NEW ORLEANS – From HousingLOUISIANA and HousingNOLA:
Full-time workers in New Orleans need to earn $22.73 per hour to afford a modest, two-bedroom apartment at fair market rent. That’s the Crescent City’s housing wage, or amount a worker needs to earn per hour to afford a modest rental home without spending more than 30% of their income on housing, according to a new study. Louisiana’s housing wage isn’t much better at $19.39, which is nearly two dollars more than it was last year.
The data can be found in the 2023 Out of Reach Report released jointly by the National Low Income Housing Coalition, HousingLOUISIANA and HousingNOLA.
HousingNOLA is a 10-year partnership between community leaders and dozens of public, private and nonprofit organizations working to solve New Orleans’ regional affordable housing crisis.

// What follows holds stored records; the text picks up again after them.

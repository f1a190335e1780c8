use cgisf_lib::cgisf;
use itertools::Itertools;
use rand::Rng;

use super::ParagraphSource;

pub const DEFAULT_SENTENCES: usize = 3;

/// Nonsense-but-grammatical sentences, one per line.
#[derive(Debug, Clone)]
pub struct GeneratedParagraphs {
    sentences: usize,
}

impl GeneratedParagraphs {
    pub fn new(sentences: usize) -> Self {
        Self {
            sentences: sentences.max(1),
        }
    }

    pub fn sentences(&self) -> usize {
        self.sentences
    }
}

impl Default for GeneratedParagraphs {
    fn default() -> Self {
        Self::new(DEFAULT_SENTENCES)
    }
}

fn random_sentence(rng: &mut impl Rng) -> String {
    cgisf(
        rng.gen_range(1..3),
        rng.gen_range(1..3),
        rng.gen_range(1..5),
        rng.gen_bool(0.5),
        rng.gen_range(1..3),
        rng.gen_bool(0.5),
    )
    .trim()
    .to_string()
}

impl ParagraphSource for GeneratedParagraphs {
    fn next_paragraph(&mut self) -> String {
        let rng = &mut rand::thread_rng();
        let paragraph = (0..self.sentences).map(|_| random_sentence(rng)).join("\n");
        tracing::debug!(target: "paragraph", sentences = self.sentences, "generated paragraph");
        paragraph
    }
}
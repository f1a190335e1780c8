use std::io;

use thiserror::Error;

pub type Result<T, E = Error> = std::result::Result<T, E>;

#[derive(Debug, Error)]
pub enum Error {
    #[error("i/o error: {0}")]
    Io(#[from] io::Error),

    #[error("malformed config file: {0}")]
    ConfigFormat(#[from] serde_json::Error),

    #[error("invalid config: {0}")]
    InvalidConfig(String),

    #[error("paragraph pack {name} not found")]
    PackNotFound { name: String },

    #[error("paragraph pack {name} is unreadable: {reason}")]
    PackUnreadable { name: String, reason: String },

    #[error("paragraph pack {name} has no paragraphs")]
    EmptyPack { name: String },

    #[error("custom prompt must contain text")]
    EmptyPrompt,

    #[error("failed to install log subscriber: {0}")]
    Logging(String),
}
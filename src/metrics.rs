use std::fmt::{self, Display, Formatter};

use crate::session::{Session, SessionConfig, Status};

const CHARS_PER_WORD: f64 = 5.0;

/// Per-character outcome used by the presentation layer.
#[derive(Clone, Debug, Copy, PartialEq, Eq)]
pub enum CharState {
    Pending,
    Correct,
    Incorrect,
}

#[derive(Clone, Debug, Copy, PartialEq, Eq)]
pub struct CharacterState {
    pub char: char,
    pub state: CharState,
    pub is_cursor: bool,
}

/// Snapshot of everything the metrics row shows.
#[derive(Clone, Debug, Copy, PartialEq)]
pub struct Metrics {
    pub status: Status,
    pub time_remaining: u64,
    pub wpm: u64,
    pub accuracy_percent: f64,
    pub elapsed_secs: f64,
    pub bonus_secs: i64,
}

impl Metrics {
    pub fn from_session(session: &Session, config: &SessionConfig) -> Self {
        Self {
            status: session.status,
            time_remaining: time_remaining(session, config),
            wpm: wpm(session),
            accuracy_percent: accuracy_percent(session),
            elapsed_secs: session.elapsed_secs,
            bonus_secs: session.bonus_secs,
        }
    }
}

impl Display for Metrics {
    fn fmt(&self, f: &mut Formatter<'_>) -> fmt::Result {
        write!(
            f,
            "{} wpm | {:.1}% acc | {:.2}s elapsed | {:+}s bonus | {}s left",
            self.wpm, self.accuracy_percent, self.elapsed_secs, self.bonus_secs, self.time_remaining
        )
    }
}

/// Whole seconds left in the budget, never negative.
pub fn time_remaining(session: &Session, config: &SessionConfig) -> u64 {
    let left = session.time_budget_secs(config) - session.elapsed_secs;
    left.max(0.0).ceil() as u64
}

pub fn wpm(session: &Session) -> u64 {
    if session.status == Status::Waiting || session.elapsed_secs <= 0.0 {
        return 0;
    }
    let words_typed = session.input_buffer.chars().count() as f64 / CHARS_PER_WORD;
    let minutes = session.elapsed_secs / 60.0;
    (words_typed / minutes).round() as u64
}

/// Share of typed characters that match the normalized reference at the same
/// position. Not rounded.
pub fn accuracy_percent(session: &Session) -> f64 {
    let typed = session.input_buffer.chars().count();
    if typed == 0 {
        return 100.0;
    }
    let matches = session
        .input_buffer
        .chars()
        .zip(session.normalized_reference.chars())
        .filter(|(typed, expected)| typed == expected)
        .count();
    100.0 * matches as f64 / typed as f64
}

pub fn character_states(session: &Session) -> Vec<CharacterState> {
    let typed: Vec<char> = session.input_buffer.chars().collect();
    session
        .reference_text
        .chars()
        .zip(session.normalized_reference.chars())
        .enumerate()
        .map(|(idx, (display, expected))| {
            let state = match typed.get(idx) {
                None => CharState::Pending,
                Some(&c) if c == expected => CharState::Correct,
                Some(_) => CharState::Incorrect,
            };
            CharacterState {
                char: display,
                state,
                is_cursor: idx == typed.len(),
            }
        })
        .collect()
}
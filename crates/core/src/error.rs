//! Error types for canopy
//!
//! We use `thiserror` for automatic `Display` and `Error` trait implementations.
//!
//! Commit conflicts and transaction aborts are not errors: they are ordinary
//! outcomes of an optimistic commit attempt and are reported as values by the
//! commit engine.

use crate::types::Tag;
use std::io;
use thiserror::Error;

/// Result type alias for canopy operations
pub type Result<T> = std::result::Result<T, Error>;

/// Error types for canopy
#[derive(Debug, Error)]
pub enum Error {
    /// Attempted to mutate a node after it was sealed
    #[error("Node {tag} is sealed and can no longer be mutated")]
    NodeSealed {
        /// Tag of the sealed node
        tag: Tag,
    },

    /// Configuration failed to parse or validate
    #[error("Invalid configuration: {0}")]
    InvalidConfig(String),

    /// I/O error (reading configuration files)
    #[error("I/O error: {0}")]
    Io(#[from] io::Error),
}

impl Error {
    /// Create an invalid configuration error
    pub fn invalid_config(message: impl Into<String>) -> Self {
        Error::InvalidConfig(message.into())
    }
}
//! Concurrency layer for canopy
//!
//! This crate implements optimistic concurrency control over a surface's
//! immutable tree:
//! - SurfaceTree: the commit engine owning the current root
//! - Mount-flag propagation after every swap
//! - RevisionFeed: ordered hand-off of committed revisions
//! - TreeDelegate: synchronous post-commit notification
//! - TreeConfig: engine configuration (`canopy.toml`)

#![warn(missing_docs)]
#![warn(clippy::all)]

pub mod config;
pub mod delegate;
pub mod feed;
pub mod mount;
pub mod stats;
pub mod transaction;
pub mod tree;

pub use config::{TreeConfig, CONFIG_FILE_NAME, MAX_AFFECTED_NODES_CAPACITY};
pub use delegate::{NoopDelegate, TreeDelegate};
pub use feed::{FeedError, RevisionFeed, RevisionPull, DEFAULT_FEED_CAPACITY};
pub use mount::update_mounted_flags;
pub use stats::CommitStats;
pub use transaction::{CommitOutcome, CommitStatus};
pub use tree::{SurfaceTree, SurfaceTreeBuilder};
// ============================================================================
// SECTION 3: Feed Ordering
// ============================================================================

mod feed_ordering {
    use super::*;

    /// A consumer draining concurrently sees every revision, in order
    #[test]
    fn test_consumer_sees_gap_free_sequence() {
        let total = 200usize;
        // Room for every revision, so a slow consumer still misses none
        let tree = Arc::new(
            SurfaceTree::builder(SurfaceId::new(4))
                .config(TreeConfig::new().with_feed_capacity(total))
                .build()
                .unwrap(),
        );
        let feed = Arc::clone(tree.feed());
        let num_threads = 4;

        let consumer = {
            let feed = Arc::clone(&feed);
            thread::spawn(move || {
                let mut seen = Vec::new();
                while seen.len() < total {
                    if feed.wait_for_revision(Duration::from_secs(10)) {
                        seen.extend(feed.drain().into_iter().map(|r| r.number().as_u64()));
                    } else {
                        break;
                    }
                }
                seen
            })
        };

        let producers: Vec<_> = (0..num_threads)
            .map(|t| {
                let tree = Arc::clone(&tree);
                thread::spawn(move || {
                    for i in 0..total / num_threads {
                        tree.commit(append_transaction(leaf((t * 1000 + i) as u64)));
                    }
                })
            })
            .collect();

        for producer in producers {
            producer.join().unwrap();
        }

        let seen = consumer.join().unwrap();
        let expected: Vec<u64> = (1..=total as u64).collect();
        assert_eq!(seen, expected);
    }

    /// The delegate is called once per commit, and the feed already holds
    /// the committed revision when it is
    #[test]
    fn test_delegate_called_once_per_commit() {
        struct Counter {
            calls: AtomicUsize,
        }

        impl TreeDelegate for Counter {
            fn tree_did_finish_transaction(&self, _tree: &SurfaceTree, feed: &Arc<RevisionFeed>) {
                assert!(feed.current_revision().is_some());
                self.calls.fetch_add(1, Ordering::SeqCst);
            }
        }

        let delegate = Arc::new(Counter {
            calls: AtomicUsize::new(0),
        });
        let tree = Arc::new(
            SurfaceTree::builder(SurfaceId::new(3))
                .delegate(delegate.clone())
                .config(TreeConfig::new().with_max_commit_attempts(10_000))
                .build()
                .unwrap(),
        );

        let handles: Vec<_> = (0..8)
            .map(|t| {
                let tree = Arc::clone(&tree);
                thread::spawn(move || {
                    for i in 0..10 {
                        tree.commit(append_transaction(leaf(t * 100 + i)));
                    }
                })
            })
            .collect();

        for handle in handles {
            handle.join().unwrap();
        }

        assert_eq!(delegate.calls.load(Ordering::SeqCst), 80);
    }

    /// With nobody draining, concurrent commits keep only `feed_capacity`
    /// revisions alive, and the newest ones survive
    #[test]
    fn test_undrained_feed_stays_bounded() {
        let capacity = 8usize;
        let tree = Arc::new(
            SurfaceTree::builder(SurfaceId::new(5))
                .config(TreeConfig::new().with_feed_capacity(capacity))
                .build()
                .unwrap(),
        );
        let num_threads = 4;
        let commits_per_thread = 50;

        let handles: Vec<_> = (0..num_threads)
            .map(|t| {
                let tree = Arc::clone(&tree);
                thread::spawn(move || {
                    for i in 0..commits_per_thread {
                        tree.commit(append_transaction(leaf((t * 1000 + i) as u64)));
                    }
                })
            })
            .collect();

        for handle in handles {
            handle.join().unwrap();
        }

        let total = (num_threads * commits_per_thread) as u64;
        let feed = tree.feed();
        assert_eq!(feed.dropped_count(), total - capacity as u64);
        assert_eq!(feed.parked_len(), 0);

        let kept: Vec<u64> = feed.drain().iter().map(|r| r.number().as_u64()).collect();
        let expected: Vec<u64> = (total - capacity as u64 + 1..=total).collect();
        assert_eq!(kept, expected);
    }

    /// Teardown wakes a waiting consumer and stops delivery
    #[test]
    fn test_teardown_wakes_consumer() {
        let tree = create_tree();
        let feed = Arc::clone(tree.feed());
        tree.commit(append_transaction(leaf(1)));
        feed.drain();

        let waiter = {
            let feed = Arc::clone(&feed);
            thread::spawn(move || {
                let started = std::time::Instant::now();
                // Woken either by the empty-tree revision or by the revoke
                feed.wait_for_revision(Duration::from_secs(10));
                started.elapsed()
            })
        };

        thread::sleep(Duration::from_millis(20));
        tree.teardown();

        assert!(waiter.join().unwrap() < Duration::from_secs(10));
        assert!(feed.is_revoked());
        assert!(feed.drain().is_empty());
        assert!(tree.current_root().children().is_empty());
    }
}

The report reveals that working at the minimum wage of $7.25 in Louisiana, a wage earner must have 2.7 full-time jobs and work 107 hours per week to afford a modest two-bedroom apartment. To afford a modest one-bedroom, a person must work 89 hours per week at 2.2 full-time jobs. In Orleans Parish, 52% of households are renters.

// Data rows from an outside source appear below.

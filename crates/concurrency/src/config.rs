//! Commit engine configuration via `canopy.toml`
//!
//! Every field has a default, so an empty file (or no file at all) yields
//! the stock behavior. Settings can also be adjusted in code with the
//! `with_*` builders.

use crate::feed::DEFAULT_FEED_CAPACITY;
use canopy_core::{Error, Result};
use serde::{Deserialize, Serialize};
use std::path::Path;

/// Conventional config file name
pub const CONFIG_FILE_NAME: &str = "canopy.toml";

fn default_max_commit_attempts() -> usize {
    1024
}

fn default_affected_nodes_capacity() -> usize {
    1024
}

fn default_conflict_warn_threshold() -> usize {
    64
}

fn default_feed_capacity() -> usize {
    DEFAULT_FEED_CAPACITY
}

/// Largest accepted `affected_nodes_capacity`
pub const MAX_AFFECTED_NODES_CAPACITY: usize = 1 << 20;

/// Configuration of a [`SurfaceTree`](crate::SurfaceTree)
///
/// # Example
///
/// ```toml
/// # Commit attempts before a transaction is declared unable to ever succeed
/// max_commit_attempts = 1024
///
/// # Capacity reserved for the list of nodes whose layout changed
/// affected_nodes_capacity = 1024
///
/// # Attempts after which a single commit logs a contention warning
/// conflict_warn_threshold = 64
///
/// # Undelivered revisions the feed keeps before dropping the oldest
/// feed_capacity = 64
/// ```
#[derive(Debug, Clone, PartialEq, Eq, Serialize, Deserialize)]
pub struct TreeConfig {
    /// Hard cap on attempts for one `commit`; exceeding it is fatal
    #[serde(default = "default_max_commit_attempts")]
    pub max_commit_attempts: usize,

    /// Capacity reserved up front for layout-affected nodes per attempt
    #[serde(default = "default_affected_nodes_capacity")]
    pub affected_nodes_capacity: usize,

    /// Attempts after which a commit logs a contention warning (0 = never)
    #[serde(default = "default_conflict_warn_threshold")]
    pub conflict_warn_threshold: usize,

    /// Pending revisions kept by the feed; older ones are dropped past it
    #[serde(default = "default_feed_capacity")]
    pub feed_capacity: usize,
}

impl Default for TreeConfig {
    fn default() -> Self {
        Self {
            max_commit_attempts: default_max_commit_attempts(),
            affected_nodes_capacity: default_affected_nodes_capacity(),
            conflict_warn_threshold: default_conflict_warn_threshold(),
            feed_capacity: default_feed_capacity(),
        }
    }
}

impl TreeConfig {
    /// Create a config with default values
    pub fn new() -> Self {
        Self::default()
    }

    /// Set the hard cap on commit attempts
    pub fn with_max_commit_attempts(mut self, max_commit_attempts: usize) -> Self {
        self.max_commit_attempts = max_commit_attempts;
        self
    }

    /// Set the capacity reserved for layout-affected nodes
    pub fn with_affected_nodes_capacity(mut self, affected_nodes_capacity: usize) -> Self {
        self.affected_nodes_capacity = affected_nodes_capacity;
        self
    }

    /// Set the contention warning threshold
    pub fn with_conflict_warn_threshold(mut self, conflict_warn_threshold: usize) -> Self {
        self.conflict_warn_threshold = conflict_warn_threshold;
        self
    }

    /// Set how many undelivered revisions the feed keeps
    pub fn with_feed_capacity(mut self, feed_capacity: usize) -> Self {
        self.feed_capacity = feed_capacity;
        self
    }

    /// Check the values are usable
    ///
    /// # Errors
    ///
    /// Returns an error if `max_commit_attempts` or `feed_capacity` is 0, or
    /// if `affected_nodes_capacity` exceeds [`MAX_AFFECTED_NODES_CAPACITY`].
    pub fn validate(&self) -> Result<()> {
        if self.max_commit_attempts == 0 {
            return Err(Error::invalid_config(
                "max_commit_attempts must be at least 1",
            ));
        }
        if self.affected_nodes_capacity > MAX_AFFECTED_NODES_CAPACITY {
            return Err(Error::invalid_config(format!(
                "affected_nodes_capacity must be at most {}, got {}",
                MAX_AFFECTED_NODES_CAPACITY, self.affected_nodes_capacity
            )));
        }
        if self.feed_capacity == 0 {
            return Err(Error::invalid_config("feed_capacity must be at least 1"));
        }
        Ok(())
    }

    /// Parse and validate a TOML document
    ///
    /// # Errors
    ///
    /// Returns an error if the document does not parse or fails validation.
    pub fn from_toml_str(content: &str) -> Result<Self> {
        let config: TreeConfig = toml::from_str(content)
            .map_err(|e| Error::invalid_config(format!("Failed to parse config: {}", e)))?;
        config.validate()?;
        Ok(config)
    }

    /// Read, parse and validate a config file
    ///
    /// # Errors
    ///
    /// Returns an error if the file cannot be read, parsed or validated.
    pub fn from_file(path: &Path) -> Result<Self> {
        let content = std::fs::read_to_string(path)?;
        Self::from_toml_str(&content).map_err(|e| match e {
            Error::InvalidConfig(message) => {
                Error::invalid_config(format!("{} ({})", message, path.display()))
            }
            other => other,
        })
    }

    /// Serialize to TOML
    ///
    /// # Errors
    ///
    /// Returns an error if serialization fails.
    pub fn to_toml_string(&self) -> Result<String> {
        toml::to_string_pretty(self)
            .map_err(|e| Error::invalid_config(format!("Failed to serialize config: {}", e)))
    }

    /// The default config file content with comments
    pub fn default_toml() -> &'static str {
        r#"# Canopy commit engine configuration
#
# Commit attempts before a transaction is declared unable to ever succeed.
# Exceeding the cap halts the caller: it indicates a bug, not contention.
max_commit_attempts = 1024

# Capacity reserved for the list of nodes whose layout changed in one attempt
affected_nodes_capacity = 1024

# Attempts after which a single commit logs a contention warning (0 = never)
conflict_warn_threshold = 64

# Undelivered revisions the feed keeps; the oldest are dropped past this.
# Each one keeps its whole tree alive.
feed_capacity = 64
"#
    }
}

“Like homeowners, renters are seeing the impact of the failure to address Louisiana’s insurance crisis,” says Andreanecia Morris, president of HousingLOUISIANA. “It’s only going to get worse as landlords grapple with insurance prices while getting no help from lawmakers. The legislative session just ended and once again our lawmakers failed to do anything meaningful to assist in lowering insurance prices. Meanwhile our state’s housing wage has gone up more than $2 since last year, while the minimum wage hasn’t increased since 2009. If our legislators won’t even give a raise to some of the hardest working people in our state like teachers and hospitality workers against these sky-high costs, how can we expect anyone to find affordable housing? It’s time our lawmakers put housing first.”
The Housing Wage is the amount someone needs to earn per hour to afford a rental home at fair market rent without spending more than 30% of their income on housing.
Housing wages in Louisiana and its major cities:
- Statewide: $19.39
- New Orleans: $22.73
- Shreveport: $19.40
- Baton Rouge: $19.33
- Lafayette: $18.92
- Lake Charles: $18.90
- Houma/Thibodaux: $18.87
- Alexandria: $17.29
- Monroe: $16.94
The National 2023 Housing Wage is $28.58 per hour for a modest two-bedroom rental home and $23.67 for a modest one-bedroom rental home. More than 25 million people across the country work in the five most common lowest-paying occupations – retail sales, food and beverage services, food preparation, home health and personal care services, and building cleaning – and their median hourly wage is at least $7.80 less than the one-bedroom Housing Wage.
Even before the pandemic, low-income renters were facing a housing crisis, with rents increasing much more quickly than wages and federal assistance programs remaining underfunded. With the arrival of the pandemic, widespread job and wage losses followed by skyrocketing rents exacerbated the situation, putting new pressures on renters throughout the country. Though rent inflation has moderated in most markets and is now at pre-pandemic or even lower levels, rents remain too high for low-wage workers and other low-income renters.
At the same time, pandemic-era benefit programs – like emergency rental assistance (ERA), additional allocations from the Supplemental Nutrition Assistance Program (SNAP), and childcare tax benefits – have ended. In consequence, the lowest-income renters are facing high rents without the support of those safety net programs that kept them stably housed during the pandemic, with the result that eviction filings are returning to or surpassing pre-pandemic levels in some communities.
“Housing is a human right,” said NLIHC President and CEO Diane Yentel. “Stable, affordable homes are a prerequisite for basic well-being, and no person should face the danger of losing their home. But, as the Out of Reach report shows, too many low-income renters now face worsening housing instability, as wages stagnate, housing costs rise, and pandemic-era safety net programs close down. Addressing the country’s long-term housing affordability crisis requires bridging the gap between rents and incomes through comprehensive federal legislation and adequate funding by Congress for our country’s vital affordable housing and homelessness programs.”